[INTERVIEW] Lee Lu-da 2.0: robot goes to finishing school

Industry

Published: 05 Aug. 2021, 18:49 Updated: 05 Aug. 2021, 19:44

[INTERVIEW] Lee Lu-da 2.0: robot goes to finishing school

Kim Jong-youn, CEO and co-founder of Scatter Lab [SCATTER LAB]

Lee Lu-da, the offensive chatbot switched off seven months ago, is set to make a comeback, with the company that developed the out-of-control program working furiously to make it prime-time ready.

"For some users, Lee Lu-da was the only friend that loved them, encouraged them and accepted them as they are," Kim Jong-youn, CEO and co-founder of Scatter Lab said during a recent interview with the JoongAng Ilbo. "I believe Lee Lu-da would be able to solve the inequality of relationships. Our goal is to make a better Lee Lu-da.”

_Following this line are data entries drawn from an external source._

// SPDX-FileCopyrightText: 2025 Semiotic Labs
//
// SPDX-License-Identifier: Apache-2.0

//! TF-IDF term weighting
//!
//! Learns a bounded unigram/bigram vocabulary from normalized documents and
//! maps any normalized document to an L2-normalized sparse vector of
//! `count * idf` weights. Terms outside the vocabulary are ignored.

use std::collections::{BTreeMap, HashMap, HashSet};

use serde::{Deserialize, Serialize};
use tracing::debug;

use crate::error::{SpamPredictorError, SpamPredictorResult};

const ENGLISH_STOP_WORDS: &[&str] = &[
    "a", "about", "above", "after", "again", "against", "all", "am", "an", "and", "any", "are",
    "as", "at", "be", "because", "been", "before", "being", "below", "between", "both", "but",
    "by", "can", "could", "did", "do", "does", "doing", "dont", "down", "during", "each", "few",
    "for", "from", "further", "had", "has", "have", "having", "he", "her", "here", "hers",
    "herself", "him", "himself", "his", "how", "i", "if", "ill", "im", "in", "into", "is", "it",
    "its", "itself", "ive", "just", "me", "more", "most", "my", "myself", "no", "nor", "not",
    "of", "off", "on", "once", "only", "or", "other", "our", "ours", "ourselves", "out", "over",
    "own", "same", "she", "should", "so", "some", "such", "than", "that", "the", "their",
    "theirs", "them", "themselves", "then", "there", "these", "they", "this", "those", "through",
    "to", "too", "under", "until", "up", "very", "was", "we", "were", "what", "when", "where",
    "which", "while", "who", "whom", "why", "will", "with", "would", "you", "youre", "youve",
    "your", "yours", "yourself", "yourselves",
];

/// Sparse vector as `(vocabulary index, weight)` pairs sorted by index
pub type SparseVector = Vec<(usize, f64)>;

/// Vocabulary and weighting settings
#[derive(Debug, Clone, PartialEq, Serialize, Deserialize)]
#[serde(default)]
pub struct TfidfConfig {
    /// Upper bound on vocabulary size, keeping the most frequent terms
    pub max_features: usize,
    /// Minimum number of documents a term must appear in
    pub min_df: usize,
    /// Maximum fraction of documents a term may appear in
    pub max_df: f64,
    /// Inclusive `(min, max)` n-gram lengths
    pub ngram_range: (usize, usize),
    /// Drop English stop words before forming n-grams
    pub stop_words: bool,
}

impl Default for TfidfConfig {
    fn default() -> Self {
        Self {
            max_features: 5000,
            min_df: 2,
            max_df: 0.95,
            ngram_range: (1, 2),
            stop_words: true,
        }
    }
}

impl TfidfConfig {
    /// Validate the settings
    pub fn validate(&self) -> SpamPredictorResult<()> {
        if self.max_features == 0 {
            return Err(SpamPredictorError::config("max_features must be at least 1"));
        }

        if self.min_df == 0 {
            return Err(SpamPredictorError::config("min_df must be at least 1"));
        }

        if !(self.max_df > 0.0 && self.max_df <= 1.0) {
            return Err(SpamPredictorError::config(format!(
                "Invalid max_df: {} (must be in (0, 1])",
                self.max_df
            )));
        }

        let (min_n, max_n) = self.ngram_range;
        if min_n == 0 || min_n > max_n {
            return Err(SpamPredictorError::config(format!(
                "Invalid ngram_range: ({min_n}, {max_n})"
            )));
        }

        Ok(())
    }
}

/// Fitted TF-IDF vocabulary and inverse document frequencies
#[derive(Debug, Clone, PartialEq, Serialize, Deserialize)]
pub struct TfidfVectorizer {
    config: TfidfConfig,
    vocabulary: BTreeMap<String, usize>,
    idf: Vec<f64>,
}

impl TfidfVectorizer {
    /// Learn the vocabulary and idf weights from normalized documents
    ///
    /// # Errors
    ///
    /// Returns `InsufficientTrainingData` if no term survives document
    /// frequency pruning.
    pub fn fit<S: AsRef<str>>(config: TfidfConfig, documents: &[S]) -> SpamPredictorResult<Self> {
        config.validate()?;

        let n_docs = documents.len();
        let mut doc_freq: HashMap<String, usize> = HashMap::new();
        let mut term_freq: HashMap<String, usize> = HashMap::new();

        for document in documents {
            let terms = analyze(&config, document.as_ref());
            let mut seen = HashSet::new();
            for term in terms {
                *term_freq.entry(term.clone()).or_insert(0) += 1;
                if seen.insert(term.clone()) {
                    *doc_freq.entry(term).or_insert(0) += 1;
                }
            }
        }

        #[allow(clippy::cast_precision_loss)]
        let max_doc_count = config.max_df * n_docs as f64;

        #[allow(clippy::cast_precision_loss)]
        let mut kept: Vec<(String, usize)> = doc_freq
            .iter()
            .filter(|(_, df)| **df >= config.min_df && **df as f64 <= max_doc_count)
            .map(|(term, _)| (term.clone(), term_freq.get(term).copied().unwrap_or(0)))
            .collect();

        if kept.is_empty() {
            return Err(SpamPredictorError::insufficient_data(format!(
                "no terms remain after document frequency pruning ({} documents, min_df {}, max_df {})",
                n_docs, config.min_df, config.max_df
            )));
        }

        if kept.len() > config.max_features {
            kept.sort_by(|a, b| b.1.cmp(&a.1).then_with(|| a.0.cmp(&b.0)));
            kept.truncate(config.max_features);
        }

        let mut terms: Vec<String> = kept.into_iter().map(|(term, _)| term).collect();
        terms.sort();

        #[allow(clippy::cast_precision_loss)]
        let idf = terms
            .iter()
            .map(|term| {
                let df = doc_freq.get(term).copied().unwrap_or(0);
                ((1.0 + n_docs as f64) / (1.0 + df as f64)).ln() + 1.0
            })
            .collect();

        let vocabulary = terms
            .into_iter()
            .enumerate()
            .map(|(index, term)| (term, index))
            .collect::<BTreeMap<_, _>>();

        debug!(
            vocabulary_size = vocabulary.len(),
            documents = n_docs,
            "Fitted TF-IDF vocabulary"
        );

        Ok(Self {
            config,
            vocabulary,
            idf,
        })
    }

    /// Map a normalized document into the fitted weighted-term space
    pub fn transform(&self, document: &str) -> SparseVector {
        let mut counts: BTreeMap<usize, usize> = BTreeMap::new();
        for term in analyze(&self.config, document) {
            if let Some(&index) = self.vocabulary.get(&term) {
                *counts.entry(index).or_insert(0) += 1;
            }
        }

        #[allow(clippy::cast_precision_loss)]
        let mut vector: SparseVector = counts
            .into_iter()
            .filter_map(|(index, count)| {
                self.idf
                    .get(index)
                    .map(|idf| (index, count as f64 * idf))
            })
            .collect();

        let norm = vector.iter().map(|(_, w)| w * w).sum::<f64>().sqrt();
        if norm > 0.0 {
            for (_, weight) in &mut vector {
                *weight /= norm;
            }
        }

        vector
    }

    /// Check that a deserialized vectorizer is internally consistent
    ///
    /// # Errors
    ///
    /// Returns a configuration error for invalid settings, and a validation
    /// error when vocabulary indices and idf weights disagree.
    pub fn validate(&self) -> SpamPredictorResult<()> {
        self.config.validate()?;

        if self.vocabulary.is_empty() {
            return Err(SpamPredictorError::validation("vocabulary is empty"));
        }

        if self.idf.len() != self.vocabulary.len() {
            return Err(SpamPredictorError::validation(format!(
                "{} idf weights for {} vocabulary terms",
                self.idf.len(),
                self.vocabulary.len()
            )));
        }

        let mut seen = vec![false; self.idf.len()];
        for (term, &index) in &self.vocabulary {
            match seen.get_mut(index) {
                Some(slot) if !*slot => *slot = true,
                Some(_) => {
                    return Err(SpamPredictorError::validation(format!(
                        "vocabulary index {index} of '{term}' is used twice"
                    )));
                }
                None => {
                    return Err(SpamPredictorError::validation(format!(
                        "vocabulary index {index} of '{term}' is out of range"
                    )));
                }
            }
        }

        if let Some(weight) = self.idf.iter().find(|w| !(w.is_finite() && **w > 0.0)) {
            return Err(SpamPredictorError::validation(format!(
                "invalid idf weight {weight}"
            )));
        }

        Ok(())
    }

    /// Number of terms in the vocabulary
    pub fn vocabulary_size(&self) -> usize {
        self.vocabulary.len()
    }

    /// Vocabulary index of a term
    pub fn index_of(&self, term: &str) -> Option<usize> {
        self.vocabulary.get(term).copied()
    }

    /// Settings the vocabulary was fitted with
    pub fn config(&self) -> &TfidfConfig {
        &self.config
    }
}

/// Split a normalized document into the configured n-gram terms
fn analyze(config: &TfidfConfig, document: &str) -> Vec<String> {
    let tokens: Vec<&str> = document
        .split_whitespace()
        .filter(|token| token.chars().count() >= 2)
        .filter(|token| !config.stop_words || !ENGLISH_STOP_WORDS.contains(token))
        .collect();

    let (min_n, max_n) = config.ngram_range;
    let mut terms = Vec::new();
    for n in min_n.max(1)..=max_n.min(tokens.len()) {
        for window in tokens.windows(n) {
            terms.push(window.join(" "));
        }
    }
    terms
}

#[cfg(test)]
mod tests {
    use super::*;

    fn loose_config() -> TfidfConfig {
        TfidfConfig {
            min_df: 1,
            max_df: 1.0,
            ..TfidfConfig::default()
        }
    }

    #[test]
    fn analyzer_builds_unigrams_and_bigrams() {
        let terms = analyze(&TfidfConfig::default(), "click here to claim your free prize a");
        assert_eq!(
            terms,
            vec![
                "click",
                "claim",
                "free",
                "prize",
                "click claim",
                "claim free",
                "free prize"
            ]
        );
    }

    #[test]
    fn vocabulary_is_sorted_and_pruned() {
        let docs = ["free money now", "free prize now", "team lunch", "free lunch"];
        let config = TfidfConfig {
            max_df: 0.7,
            ngram_range: (1, 1),
            ..TfidfConfig::default()
        };
        let vectorizer = TfidfVectorizer::fit(config, &docs).unwrap();

        // "free" appears in 3/4 documents (> 0.7), singletons fall under min_df
        assert_eq!(vectorizer.vocabulary_size(), 2);
        assert_eq!(vectorizer.index_of("lunch"), Some(0));
        assert_eq!(vectorizer.index_of("now"), Some(1));
        assert_eq!(vectorizer.index_of("free"), None);
    }

    #[test]
    fn max_features_keeps_most_frequent_terms() {
        let docs = ["alpha alpha beta", "alpha gamma", "beta gamma delta"];
        let config = TfidfConfig {
            max_features: 2,
            ngram_range: (1, 1),
            ..loose_config()
        };
        let vectorizer = TfidfVectorizer::fit(config, &docs).unwrap();
        assert_eq!(vectorizer.vocabulary_size(), 2);
        assert!(vectorizer.index_of("alpha").is_some());
        // beta and gamma tie on frequency; lexicographic order wins
        assert!(vectorizer.index_of("beta").is_some());
        assert!(vectorizer.index_of("gamma").is_none());
    }

    #[test]
    fn vectors_are_unit_length() {
        let docs = ["free money now", "team lunch tomorrow", "free lunch"];
        let vectorizer = TfidfVectorizer::fit(loose_config(), &docs).unwrap();

        let vector = vectorizer.transform("free free lunch");
        let norm: f64 = vector.iter().map(|(_, w)| w * w).sum::<f64>().sqrt();
        assert!((norm - 1.0).abs() < 1e-12);
        assert!(vector.windows(2).all(|pair| pair[0].0 < pair[1].0));
    }

    #[test]
    fn unknown_and_empty_documents_map_to_empty_vectors() {
        let docs = ["free money", "team lunch"];
        let vectorizer = TfidfVectorizer::fit(loose_config(), &docs).unwrap();
        assert!(vectorizer.transform("completely unrelated words").is_empty());
        assert!(vectorizer.transform("").is_empty());
    }

    #[test]
    fn idf_uses_smoothed_formula() {
        let docs = ["rare common", "common"];
        let config = TfidfConfig {
            ngram_range: (1, 1),
            ..loose_config()
        };
        let vectorizer = TfidfVectorizer::fit(config, &docs).unwrap();
        let rare = vectorizer.index_of("rare").unwrap();
        let common = vectorizer.index_of("common").unwrap();
        assert!((vectorizer.idf[rare] - ((3.0_f64 / 2.0).ln() + 1.0)).abs() < 1e-12);
        assert!((vectorizer.idf[common] - 1.0).abs() < 1e-12);
    }

    #[test]
    fn empty_vocabulary_is_insufficient_data() {
        let docs = ["one", "two"];
        let err = TfidfVectorizer::fit(TfidfConfig::default(), &docs).unwrap_err();
        assert!(matches!(
            err,
            SpamPredictorError::InsufficientTrainingData { .. }
        ));
    }

    #[test]
    fn fitted_vectorizer_is_consistent() {
        let docs = ["free money now", "team lunch tomorrow", "free lunch"];
        let vectorizer = TfidfVectorizer::fit(loose_config(), &docs).unwrap();
        assert!(vectorizer.validate().is_ok());
    }

    #[test]
    fn inconsistent_vectorizer_is_rejected() {
        let docs = ["free money now", "team lunch tomorrow", "free lunch"];
        let fitted = TfidfVectorizer::fit(loose_config(), &docs).unwrap();

        let mut out_of_range = fitted.clone();
        out_of_range.vocabulary.insert("free".to_string(), 999);
        assert!(out_of_range.validate().is_err());
        assert!(out_of_range.transform("free free").len() <= 1);

        let mut duplicate = fitted.clone();
        duplicate.vocabulary.insert("free".to_string(), 0);
        duplicate.vocabulary.insert("lunch".to_string(), 0);
        assert!(duplicate.validate().is_err());

        let mut short_idf = fitted.clone();
        short_idf.idf.pop();
        assert!(short_idf.validate().is_err());

        let mut bad_weight = fitted.clone();
        bad_weight.idf[0] = f64::NAN;
        assert!(bad_weight.validate().is_err());

        let mut zero_ngram = fitted;
        zero_ngram.config.ngram_range = (0, 1);
        assert!(zero_ngram.validate().is_err());
        // Still safe to use without validation
        let _ = zero_ngram.transform("free lunch");
    }

    #[test]
    fn oversized_ngram_range_is_bounded_by_tokens() {
        let config = TfidfConfig {
            ngram_range: (1, usize::MAX),
            stop_words: false,
            ..TfidfConfig::default()
        };
        assert_eq!(analyze(&config, "aa bb").len(), 3);
    }

    #[test]
    fn config_validation() {
        assert!(TfidfConfig::default().validate().is_ok());
        assert!(
            TfidfConfig {
                max_df: 0.0,
                ..TfidfConfig::default()
            }
            .validate()
            .is_err()
        );
        assert!(
            TfidfConfig {
                ngram_range: (2, 1),
                ..TfidfConfig::default()
            }
            .validate()
            .is_err()
        );
        assert!(
            TfidfConfig {
                min_df: 0,
                ..TfidfConfig::default()
            }
            .validate()
            .is_err()
        );
    }
}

Designed to respond like a 20-year-old female university student, Lee made its debut on Facebook Messenger on Dec. 23, 2020. It vanished two weeks later leaving a trail of outrage.

Lee raised eyebrows after some users shared screen captures of sexually charged conversations with Lee. It was also revealed that Lee made offensive comments about women and lesbians.

Scatter Lab suspended the chatbot service on Jan. 12 amid the mounting criticism.

According to Scatter Lab, Lee Lu-da was trained using deep learning based on over 10 billion conversations made between real couples. The conversations were collected from users of an app, Science of Love, which analyzes the degree of affection between people based on their KakaoTalk messages.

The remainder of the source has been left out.